WHAT TO WORK ON >>
What follows is a block of records; reproduce all of it verbatim.

(EXERCISE DATA begins)

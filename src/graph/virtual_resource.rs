use std::fmt::{Display, Formatter};

use crate::resource::texture::{TextureDesc, ViewCapabilities};

/// Identifies one logical resource inside a single [`FrameGraph`](crate::FrameGraph). Handles are assigned in
/// registration order and are meaningless outside the graph that created them.
#[derive(Debug, Copy, Clone, Hash, PartialEq, Eq, PartialOrd, Ord)]
pub struct ResourceHandle(pub(crate) u32);

assert_impl_all!(ResourceHandle: Copy, Send, Sync);

impl ResourceHandle {
    /// Index of this resource in registration order.
    pub fn index(&self) -> usize {
        self.0 as usize
    }
}

impl Display for ResourceHandle {
    fn fmt(&self, f: &mut Formatter<'_>) -> std::fmt::Result {
        write!(f, "#{}", self.0)
    }
}

/// Type of a resource in the frame graph.
#[derive(Debug, Default, Copy, Clone, Hash, PartialEq, Eq)]
pub enum ResourceType {
    /// Texture resource
    #[default]
    Texture,
    /// Buffer resource. Buffers take part in dependency analysis but are not realized yet.
    Buffer,
}

/// Describes a logical resource before it is realized.
#[derive(Debug, Copy, Clone, PartialEq, Eq)]
pub enum ResourceDesc {
    /// A 2D texture
    Texture(TextureDesc),
    /// A buffer of `size` bytes
    Buffer {
        size: u64,
    },
}

impl ResourceDesc {
    /// Get the resource type of this description
    pub fn resource_type(&self) -> ResourceType {
        match self {
            ResourceDesc::Texture(_) => ResourceType::Texture,
            ResourceDesc::Buffer {
                ..
            } => ResourceType::Buffer,
        }
    }
}

impl From<TextureDesc> for ResourceDesc {
    fn from(value: TextureDesc) -> Self {
        ResourceDesc::Texture(value)
    }
}

/// A resource registered in a frame graph, either described by the graph or bound from outside.
#[derive(Debug, Clone)]
pub struct VirtualResource {
    pub(crate) name: String,
    pub(crate) desc: ResourceDesc,
    pub(crate) external: bool,
    /// Union of all views requested by surviving passes. Filled in during the build.
    pub(crate) capabilities: ViewCapabilities,
}

impl VirtualResource {
    /// The unique name of this resource
    pub fn name(&self) -> &str {
        &self.name
    }

    /// The description this resource was registered with.
    pub fn desc(&self) -> &ResourceDesc {
        &self.desc
    }

    /// Returns true if this resource was bound with [`FrameGraph::bind_external`](crate::FrameGraph::bind_external).
    pub fn is_external(&self) -> bool {
        self.external
    }

    /// Every view capability required by the passes that survived the build. Empty before building, and
    /// for resources that are only used by culled passes.
    pub fn capabilities(&self) -> ViewCapabilities {
        self.capabilities
    }

    /// Get the resource type of this virtual resource
    pub fn resource_type(&self) -> ResourceType {
        self.desc.resource_type()
    }
}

(EXERCISE DATA ends)

TASK ANSWER >>
filename src/graph/virtual_resource.rs
use std::fmt::{Display, Formatter};

use crate::resource::texture::{TextureDesc, ViewCapabilities};

/// Identifies one logical resource inside a single [`FrameGraph`](crate::FrameGraph). Handles are assigned in
/// registration order and are meaningless outside the graph that created them.
#[derive(Debug, Copy, Clone, Hash, PartialEq, Eq, PartialOrd, Ord)]
pub struct ResourceHandle(pub(crate) u32);

assert_impl_all!(ResourceHandle: Copy, Send, Sync);

impl ResourceHandle {
    /// Index of this resource in registration order.
    pub fn index(&self) -> usize {
        self.0 as usize
    }
}

impl Display for ResourceHandle {
    fn fmt(&self, f: &mut Formatter<'_>) -> std::fmt::Result {
        write!(f, "#{}", self.0)
    }
}

/// Type of a resource in the frame graph.
#[derive(Debug, Default, Copy, Clone, Hash, PartialEq, Eq)]
pub enum ResourceType {
    /// Texture resource
    #[default]
    Texture,
    /// Buffer resource. Buffers take part in dependency analysis but are not realized yet.
    Buffer,
}

/// Describes a logical resource before it is realized.
#[derive(Debug, Copy, Clone, PartialEq, Eq)]
pub enum ResourceDesc {
    /// A 2D texture
    Texture(TextureDesc),
    /// A buffer of `size` bytes
    Buffer {
        size: u64,
    },
}

impl ResourceDesc {
    /// Get the resource type of this description
    pub fn resource_type(&self) -> ResourceType {
        match self {
            ResourceDesc::Texture(_) => ResourceType::Texture,
            ResourceDesc::Buffer {
                ..
            } => ResourceType::Buffer,
        }
    }
}

impl From<TextureDesc> for ResourceDesc {
    fn from(value: TextureDesc) -> Self {
        ResourceDesc::Texture(value)
    }
}

/// A resource registered in a frame graph, either described by the graph or bound from outside.
#[derive(Debug, Clone)]
pub struct VirtualResource {
    pub(crate) name: String,
    pub(crate) desc: ResourceDesc,
    pub(crate) external: bool,
    /// Union of all views requested by surviving passes. Filled in during the build.
    pub(crate) capabilities: ViewCapabilities,
}

impl VirtualResource {
    /// The unique name of this resource
    pub fn name(&self) -> &str {
        &self.name
    }

    /// The description this resource was registered with.
    pub fn desc(&self) -> &ResourceDesc {
        &self.desc
    }

    /// Returns true if this resource was bound with [`FrameGraph::bind_external`](crate::FrameGraph::bind_external).
    pub fn is_external(&self) -> bool {
        self.external
    }

    /// Every view capability required by the passes that survived the build. Empty before building, and
    /// for resources that are only used by culled passes.
    pub fn capabilities(&self) -> ViewCapabilities {
        self.capabilities
    }

    /// Get the resource type of this virtual resource
    pub fn resource_type(&self) -> ResourceType {
        self.desc.resource_type()
    }
}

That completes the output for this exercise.